Caster Semenya: the athlete who fought for her rights on and off the track

Caster Semenya: the athlete who fought for her rights on and off the track



Born in Polokwane, Limpopo, Semenya came from humble beginnings.

Though she didn’t have access to high-end facilities like most of her rivals, Semenya had obvious raw talent. She was always tipped to win a medal when she walked on to the athletics track. 

Her many medals won in international competitions prove her ability as a runner, but her battles with administrators, particularly her sport’s governing body, the IAAF, have shown she is blessed with a strong character and courage.

Since her first title in 2009, Semenya has been fighting legal and public battles to be able to run at the highest level in women’s competition.

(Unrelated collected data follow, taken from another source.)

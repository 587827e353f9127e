use std::path::PathBuf;

use strum::{Display, IntoStaticStr};
use thiserror::Error;

/// Top-level error type for the `geoprov-api` crate.
///
/// Every variant belongs to exactly one [`ErrorKind`], so callers can decide
/// whether to retry, fix their configuration, or give up without matching
/// on individual variants.
#[derive(Debug, Error)]
pub enum Error {
    // ── Configuration ───────────────────────────────────────────────
    /// A required connection value (URL, username, password) is empty.
    #[error("Missing required value: {field}")]
    MissingValue { field: &'static str },

    /// An identifier argument (workspace, store, layer) is empty.
    #[error("Identifier '{field}' must not be empty")]
    EmptyIdentifier { field: &'static str },

    /// URL parsing error.
    #[error("Invalid URL: {0}")]
    InvalidUrl(#[from] url::ParseError),

    /// The base URL cannot carry path segments (e.g. `mailto:`).
    #[error("URL cannot be used as a server base: {url}")]
    CannotBeABase { url: String },

    /// TLS setup or HTTP client construction error.
    #[error("TLS error: {0}")]
    Tls(String),

    // ── Transport ───────────────────────────────────────────────────
    /// HTTP transport error (connection refused, DNS failure, etc.)
    #[error("HTTP transport error: {0}")]
    Transport(#[from] reqwest::Error),

    /// Request timed out.
    #[error("Request timed out after {timeout_secs}s")]
    Timeout { timeout_secs: u64 },

    /// The caller's cancellation token fired while a request was in flight.
    #[error("Request cancelled")]
    Cancelled,

    // ── Remote ──────────────────────────────────────────────────────
    /// GeoServer answered with a non-success status.
    #[error("GeoServer rejected request (HTTP {status}) for {url}: {message}")]
    Rejected {
        status: u16,
        url: String,
        message: String,
    },

    // ── Local I/O ───────────────────────────────────────────────────
    /// File-system access failed.
    #[error("I/O error at {}: {source}", path.display())]
    Io {
        path: PathBuf,
        #[source]
        source: std::io::Error,
    },

    /// A downloaded archive could not be read or extracted.
    #[error("Archive error at {}: {source}", path.display())]
    Archive {
        path: PathBuf,
        #[source]
        source: zip::result::ZipError,
    },
}

/// The four failure families a caller can act on.
#[derive(Debug, Clone, Copy, PartialEq, Eq, Display, IntoStaticStr)]
#[strum(serialize_all = "snake_case")]
pub enum ErrorKind {
    /// Missing or invalid credentials, URLs, or identifiers.
    Configuration,
    /// Network failure, timeout, or cancellation.
    Transport,
    /// The server answered with a non-success status.
    Rejected,
    /// Local directory, file, or archive failure.
    LocalIo,
}

impl Error {
    /// Which family this error belongs to.
    pub fn kind(&self) -> ErrorKind {
        match self {
            Self::MissingValue { .. }
            | Self::EmptyIdentifier { .. }
            | Self::InvalidUrl(_)
            | Self::CannotBeABase { .. }
            | Self::Tls(_) => ErrorKind::Configuration,
            Self::Transport(_) | Self::Timeout { .. } | Self::Cancelled => ErrorKind::Transport,
            Self::Rejected { .. } => ErrorKind::Rejected,
            Self::Io { .. } | Self::Archive { .. } => ErrorKind::LocalIo,
        }
    }

    /// Returns `true` if this is a transient error worth retrying.
    pub fn is_transient(&self) -> bool {
        match self {
            Self::Transport(e) => e.is_timeout() || e.is_connect(),
            Self::Timeout { .. } => true,
            Self::Rejected { status, .. } => *status >= 500,
            _ => false,
        }
    }

    /// Returns `true` if the server reported the resource as missing.
    pub fn is_not_found(&self) -> bool {
        self.status() == Some(404)
    }

    /// Returns `true` if the server refused the credentials.
    pub fn is_auth_rejected(&self) -> bool {
        matches!(self.status(), Some(401 | 403))
    }

    /// HTTP status carried by the error, if any.
    pub fn status(&self) -> Option<u16> {
        match self {
            Self::Rejected { status, .. } => Some(*status),
            Self::Transport(e) => e.status().map(|s| s.as_u16()),
            _ => None,
        }
    }

    pub(crate) fn io(path: impl Into<PathBuf>) -> impl FnOnce(std::io::Error) -> Self {
        let path = path.into();
        move |source| Self::Io { path, source }
    }

    pub(crate) fn archive(path: impl Into<PathBuf>) -> impl FnOnce(zip::result::ZipError) -> Self {
        let path = path.into();
        move |source| Self::Archive { path, source }
    }
}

In 2019, Semenya lost her legal case against the IAAF, meaning she would have to take medication to reduce her testosterone if she wanted to run in races between 400m and a mile. The court ruling came despite the Court of Arbitration for Sport saying the IAAF’s policy was “discriminatory” to athletes with differences in sexual development. 

To get around the ban, Semenya announced she would compete in the 200m at the 2020 Tokyo Olympics. 


Semenya was a keen soccer player before she turned her focus to athletics. In 2019, she joined the club JVW FC, founded by Banyana Banyana captain Janine van Wyk. The club competes in the SA Football Association Sasol League.